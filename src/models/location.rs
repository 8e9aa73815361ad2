use chrono::NaiveDateTime;
use serde::{Deserialize, Serialize};

use super::user::UserSummary;

#[derive(Debug, Clone, Serialize, Deserialize)]
#[serde(rename_all = "camelCase")]
pub struct CourseLocation {
    pub id: i64,
    pub name: String,
    #[serde(skip_serializing_if = "Option::is_none")]
    pub address: Option<String>,
    #[serde(skip_serializing_if = "Option::is_none")]
    pub phone: Option<String>,
    pub created_at: Option<NaiveDateTime>,
    pub updated_at: Option<NaiveDateTime>,
    #[serde(skip_serializing_if = "Option::is_none")]
    pub admins: Option<Vec<UserSummary>>,
}

#[derive(Debug, Clone, Serialize)]
#[serde(rename_all = "camelCase")]
pub struct CourseLocationCreateRequest {
    pub name: String,
    pub address: String,
    #[serde(skip_serializing_if = "Option::is_none")]
    pub phone: Option<String>,
    #[serde(skip_serializing_if = "Option::is_none")]
    pub admin_ids: Option<Vec<i64>>,
}

#[derive(Debug, Clone, Default, Serialize)]
#[serde(rename_all = "camelCase")]
pub struct CourseLocationUpdateRequest {
    #[serde(skip_serializing_if = "Option::is_none")]
    pub name: Option<String>,
    #[serde(skip_serializing_if = "Option::is_none")]
    pub address: Option<String>,
    #[serde(skip_serializing_if = "Option::is_none")]
    pub phone: Option<String>,
    #[serde(skip_serializing_if = "Option::is_none")]
    pub admin_ids: Option<Vec<i64>>,
}
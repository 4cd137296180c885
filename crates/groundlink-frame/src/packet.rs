use std::fmt;
use std::str::FromStr;

use bytes::{Bytes, BytesMut};

use crate::error::{FrameError, Result};

/// Maximum number of channels an analog sample may carry.
pub const MAX_CHANNELS: usize = 20;

/// Packet kinds understood by the device firmware.
///
/// The discriminant is the type tag carried verbatim on the wire.
#[derive(Debug, Clone, Copy, PartialEq, Eq, Hash, PartialOrd, Ord)]
#[repr(u8)]
pub enum PacketType {
    AnalogNameRequest = b'A',
    AnalogNameResponse = b'B',
    AnalogDataRequest = b'C',
    AnalogDataResponse = b'D',
    DeviceInfoRequest = b'E',
    DeviceInfoResponse = b'F',
    MotorControl = b'G',
    ParamRequest = b'H',
    ParamResponse = b'I',
    ParamSave = b'J',
}

impl PacketType {
    /// Every known packet type, in tag order.
    pub const ALL: [PacketType; 10] = [
        PacketType::AnalogNameRequest,
        PacketType::AnalogNameResponse,
        PacketType::AnalogDataRequest,
        PacketType::AnalogDataResponse,
        PacketType::DeviceInfoRequest,
        PacketType::DeviceInfoResponse,
        PacketType::MotorControl,
        PacketType::ParamRequest,
        PacketType::ParamResponse,
        PacketType::ParamSave,
    ];

    /// The wire tag for this type.
    pub fn tag(self) -> u8 {
        self as u8
    }

    /// Stable kebab-case name, used in logs and CLI output.
    pub fn name(self) -> &'static str {
        match self {
            PacketType::AnalogNameRequest => "analog-name-request",
            PacketType::AnalogNameResponse => "analog-name-response",
            PacketType::AnalogDataRequest => "analog-data-request",
            PacketType::AnalogDataResponse => "analog-data-response",
            PacketType::DeviceInfoRequest => "device-info-request",
            PacketType::DeviceInfoResponse => "device-info-response",
            PacketType::MotorControl => "motor-control",
            PacketType::ParamRequest => "param-request",
            PacketType::ParamResponse => "param-response",
            PacketType::ParamSave => "param-save",
        }
    }

    /// The type the device answers a request with, if this is a request.
    pub fn response(self) -> Option<PacketType> {
        match self {
            PacketType::AnalogNameRequest => Some(PacketType::AnalogNameResponse),
            PacketType::AnalogDataRequest => Some(PacketType::AnalogDataResponse),
            PacketType::DeviceInfoRequest => Some(PacketType::DeviceInfoResponse),
            PacketType::ParamRequest => Some(PacketType::ParamResponse),
            _ => None,
        }
    }
}

impl TryFrom<u8> for PacketType {
    type Error = FrameError;

    fn try_from(tag: u8) -> Result<Self> {
        PacketType::ALL
            .into_iter()
            .find(|kind| kind.tag() == tag)
            .ok_or(FrameError::UnsupportedType(tag))
    }
}

/// Accepts either the kebab-case name or the single-letter wire tag.
impl FromStr for PacketType {
    type Err = FrameError;

    fn from_str(s: &str) -> Result<Self> {
        let s = s.trim();
        if let [tag] = s.as_bytes() {
            return PacketType::try_from(tag.to_ascii_uppercase());
        }
        PacketType::ALL
            .into_iter()
            .find(|kind| kind.name().eq_ignore_ascii_case(s))
            .ok_or_else(|| FrameError::Malformed(format!("unknown packet type {s:?}")))
    }
}

impl fmt::Display for PacketType {
    fn fmt(&self, f: &mut fmt::Formatter<'_>) -> fmt::Result {
        f.write_str(self.name())
    }
}

/// One multi-channel analog sample.
#[derive(Debug, Clone, Default, PartialEq, Eq, Hash)]
pub struct AnalogData {
    values: Vec<i16>,
}

impl AnalogData {
    /// Build a sample, rejecting more than [`MAX_CHANNELS`] values.
    pub fn new(values: impl Into<Vec<i16>>) -> Result<Self> {
        let values = values.into();
        if values.len() > MAX_CHANNELS {
            return Err(FrameError::TooManyChannels {
                count: values.len(),
                max: MAX_CHANNELS,
            });
        }
        Ok(Self { values })
    }

    pub fn values(&self) -> &[i16] {
        &self.values
    }

    pub fn channel_count(&self) -> usize {
        self.values.len()
    }

    /// The value of one channel, if present.
    pub fn channel(&self, index: usize) -> Option<i16> {
        self.values.get(index).copied()
    }
}

/// A decoded protocol message.
///
/// Analog samples are decoded into typed values. Every other known type
/// keeps its payload as opaque bytes, always a whole number of 3-byte
/// groups so that a decoded frame yields exactly the packet that was sent.
#[derive(Debug, Clone, PartialEq, Eq)]
pub enum Packet {
    AnalogData(AnalogData),
    Raw { kind: PacketType, payload: Bytes },
}

impl Packet {
    /// An analog sample packet.
    pub fn analog_data(values: impl Into<Vec<i16>>) -> Result<Self> {
        AnalogData::new(values).map(Packet::AnalogData)
    }

    /// A packet with no payload, as used for requests.
    ///
    /// Fails for [`PacketType::AnalogDataResponse`], which always carries a
    /// channel count; use [`Packet::analog_data`] instead.
    pub fn request(kind: PacketType) -> Result<Self> {
        Packet::raw(kind, Bytes::new())
    }

    /// A packet carrying an opaque payload.
    ///
    /// A trailing partial group is zero-padded to 3 bytes, the shape the
    /// payload has after a decode. Analog samples are rejected here.
    pub fn raw(kind: PacketType, payload: impl Into<Bytes>) -> Result<Self> {
        if kind == PacketType::AnalogDataResponse {
            return Err(FrameError::Malformed(
                "analog samples must be built from channel values".to_string(),
            ));
        }
        let mut payload = payload.into();
        if payload.len() % 3 != 0 {
            let mut padded = BytesMut::from(&payload[..]);
            padded.resize(payload.len().div_ceil(3) * 3, 0);
            payload = padded.freeze();
        }
        Ok(Packet::Raw { kind, payload })
    }

    /// Check that this packet can be encoded and decoded back unchanged.
    ///
    /// `Raw` variants built by hand must not claim the analog type and must
    /// hold whole 3-byte groups; every packet must fit in one frame.
    pub fn validate(&self) -> Result<()> {
        if let Packet::Raw { kind, payload } = self {
            if *kind == PacketType::AnalogDataResponse {
                return Err(FrameError::Malformed(
                    "raw packet cannot carry the analog data type".to_string(),
                ));
            }
            if payload.len() % 3 != 0 {
                return Err(FrameError::Malformed(format!(
                    "raw payload of {} bytes is not a whole number of 3-byte groups",
                    payload.len()
                )));
            }
        }
        let size = self.wire_size();
        if size > crate::codec::MAX_FRAME_LEN {
            return Err(FrameError::PayloadTooLarge {
                size,
                max: crate::codec::MAX_FRAME_LEN,
            });
        }
        Ok(())
    }

    /// The packet's type tag.
    pub fn kind(&self) -> PacketType {
        match self {
            Packet::AnalogData(_) => PacketType::AnalogDataResponse,
            Packet::Raw { kind, .. } => *kind,
        }
    }

    /// Size of this packet's frame on the wire, markers included.
    pub fn wire_size(&self) -> usize {
        let raw_len = match self {
            Packet::AnalogData(data) => 1 + 2 * data.channel_count(),
            Packet::Raw { payload, .. } => payload.len(),
        };
        crate::codec::frame_len(raw_len)
    }

    pub fn as_analog_data(&self) -> Option<&AnalogData> {
        match self {
            Packet::AnalogData(data) => Some(data),
            Packet::Raw { .. } => None,
        }
    }
}

impl From<AnalogData> for Packet {
    fn from(data: AnalogData) -> Self {
        Packet::AnalogData(data)
    }
}
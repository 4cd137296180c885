//! Drives a multiplexer against a simulated sensor board, no hardware needed.
//!
//! Run with:
//!   cargo run --example loopback
//!
//! The board answers every analog-data-request with a six-channel sample;
//! replies are fed back in two halves to show frame reassembly.

use std::sync::mpsc::{self, Sender};
use std::sync::Mutex;
use std::time::Duration;

use groundlink::frame::{encode, FrameError, FrameScanner, Packet, PacketType};
use groundlink::mux::{Multiplexer, MuxConfig};
use groundlink::transport::{Link, Result as TransportResult, TransportError};

/// Pretends to be the board at the far end of the serial line.
struct SimulatedBoard {
    scanner: Mutex<FrameScanner>,
    replies: Mutex<Sender<Vec<u8>>>,
    tick: Mutex<i16>,
}

impl SimulatedBoard {
    fn new(replies: Sender<Vec<u8>>) -> Self {
        Self {
            scanner: Mutex::new(FrameScanner::new()),
            replies: Mutex::new(replies),
            tick: Mutex::new(0),
        }
    }

    fn sample(&self) -> groundlink::frame::Result<Packet> {
        let mut tick = self.tick.lock().unwrap_or_else(|e| e.into_inner());
        *tick += 1;
        let t = *tick;
        // Level board with a little wobble on the y axis.
        let values = vec![2048, 2048 + 40 * (t % 5), 2048, 2234, 2234, 2234];
        Packet::analog_data(values)
    }
}

impl Link for SimulatedBoard {
    fn write(&self, bytes: &[u8]) -> TransportResult<usize> {
        let hang_up = |err: FrameError| TransportError::Disconnected(err.to_string());
        let mut scanner = self.scanner.lock().unwrap_or_else(|e| e.into_inner());
        scanner.push(bytes).map_err(hang_up)?;
        while let Some(result) = scanner.next_packet() {
            let Ok(packet) = result else { continue };
            let reply = match packet.kind() {
                PacketType::AnalogDataRequest => self.sample().map_err(hang_up)?,
                PacketType::DeviceInfoRequest => {
                    Packet::raw(PacketType::DeviceInfoResponse, b"sim-1.0".to_vec())
                        .map_err(hang_up)?
                }
                _ => continue,
            };
            let frame = encode(&reply).map_err(hang_up)?;
            let replies = self.replies.lock().unwrap_or_else(|e| e.into_inner());
            let _ = replies.send(frame.to_vec());
        }
        Ok(bytes.len())
    }
}

fn main() -> Result<(), Box<dyn std::error::Error>> {
    let (reply_tx, reply_rx) = mpsc::channel();
    let mux = Multiplexer::start(SimulatedBoard::new(reply_tx), MuxConfig::default())?;

    let (seen_tx, seen_rx) = mpsc::channel();
    let seen_tx = Mutex::new(seen_tx);
    mux.register_fn(PacketType::AnalogDataResponse, move |packet: &Packet| {
        if let Some(sample) = packet.as_analog_data() {
            eprintln!("sample: {:?}", sample.values());
        }
        let _ = seen_tx.lock().map(|tx| tx.send(()));
    });
    mux.register_fn(PacketType::DeviceInfoResponse, |packet: &Packet| {
        if let Packet::Raw { payload, .. } = packet {
            let text = String::from_utf8_lossy(payload);
            eprintln!("device info: {}", text.trim_end_matches('\0'));
        }
    });

    mux.transmit(Packet::request(PacketType::DeviceInfoRequest)?)?;
    for _ in 0..5 {
        mux.transmit(Packet::request(PacketType::AnalogDataRequest)?)?;
    }

    for _ in 0..6 {
        let frame = reply_rx.recv_timeout(Duration::from_secs(1))?;
        let (head, tail) = frame.split_at(frame.len() / 2);
        mux.ingest(head);
        mux.ingest(tail);
    }
    for _ in 0..5 {
        seen_rx.recv_timeout(Duration::from_secs(1))?;
    }

    mux.shutdown();
    let stats = mux.stats();
    eprintln!(
        "sent {} packets, decoded {} frames, dispatched {}",
        stats.packets_sent, stats.frames_decoded, stats.packets_dispatched
    );
    Ok(())
}
//! Serial telemetry ground station.
//!
//! groundlink talks to a sensor board over a serial line using a printable,
//! checksummed packet protocol, and fans decoded packets out to the handlers
//! registered for each packet type.
//!
//! # Crate Structure
//!
//! - [`transport`]: serial device setup and the reader thread
//! - [`frame`]: packet model, wire codec and frame scanner
//! - [`mux`]: multiplexer, handler registry and the [`mux::Station`] helper

/// Re-export transport types.
pub mod transport {
    pub use groundlink_transport::*;
}

/// Re-export frame types.
pub mod frame {
    pub use groundlink_frame::*;
}

/// Re-export multiplexer types.
pub mod mux {
    pub use groundlink_mux::*;
}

--------------------------------

Task details = Set down exactly the lines of the data above, beginning with the line that has "let t = *tick;" and ending with the line that has "move |packet: &Packet|", and no others.

Result of the task =
        let t = *tick;
        // Level board with a little wobble on the y axis.
        let values = vec![2048, 2048 + 40 * (t % 5), 2048, 2234, 2234, 2234];
        Packet::analog_data(values)
    }
}

impl Link for SimulatedBoard {
    fn write(&self, bytes: &[u8]) -> TransportResult<usize> {
        let hang_up = |err: FrameError| TransportError::Disconnected(err.to_string());
        let mut scanner = self.scanner.lock().unwrap_or_else(|e| e.into_inner());
        scanner.push(bytes).map_err(hang_up)?;
        while let Some(result) = scanner.next_packet() {
            let Ok(packet) = result else { continue };
            let reply = match packet.kind() {
                PacketType::AnalogDataRequest => self.sample().map_err(hang_up)?,
                PacketType::DeviceInfoRequest => {
                    Packet::raw(PacketType::DeviceInfoResponse, b"sim-1.0".to_vec())
                        .map_err(hang_up)?
                }
                _ => continue,
            };
            let frame = encode(&reply).map_err(hang_up)?;
            let replies = self.replies.lock().unwrap_or_else(|e| e.into_inner());
            let _ = replies.send(frame.to_vec());
        }
        Ok(bytes.len())
    }
}

fn main() -> Result<(), Box<dyn std::error::Error>> {
    let (reply_tx, reply_rx) = mpsc::channel();
    let mux = Multiplexer::start(SimulatedBoard::new(reply_tx), MuxConfig::default())?;

    let (seen_tx, seen_rx) = mpsc::channel();
    let seen_tx = Mutex::new(seen_tx);
    mux.register_fn(PacketType::AnalogDataResponse, move |packet: &Packet| {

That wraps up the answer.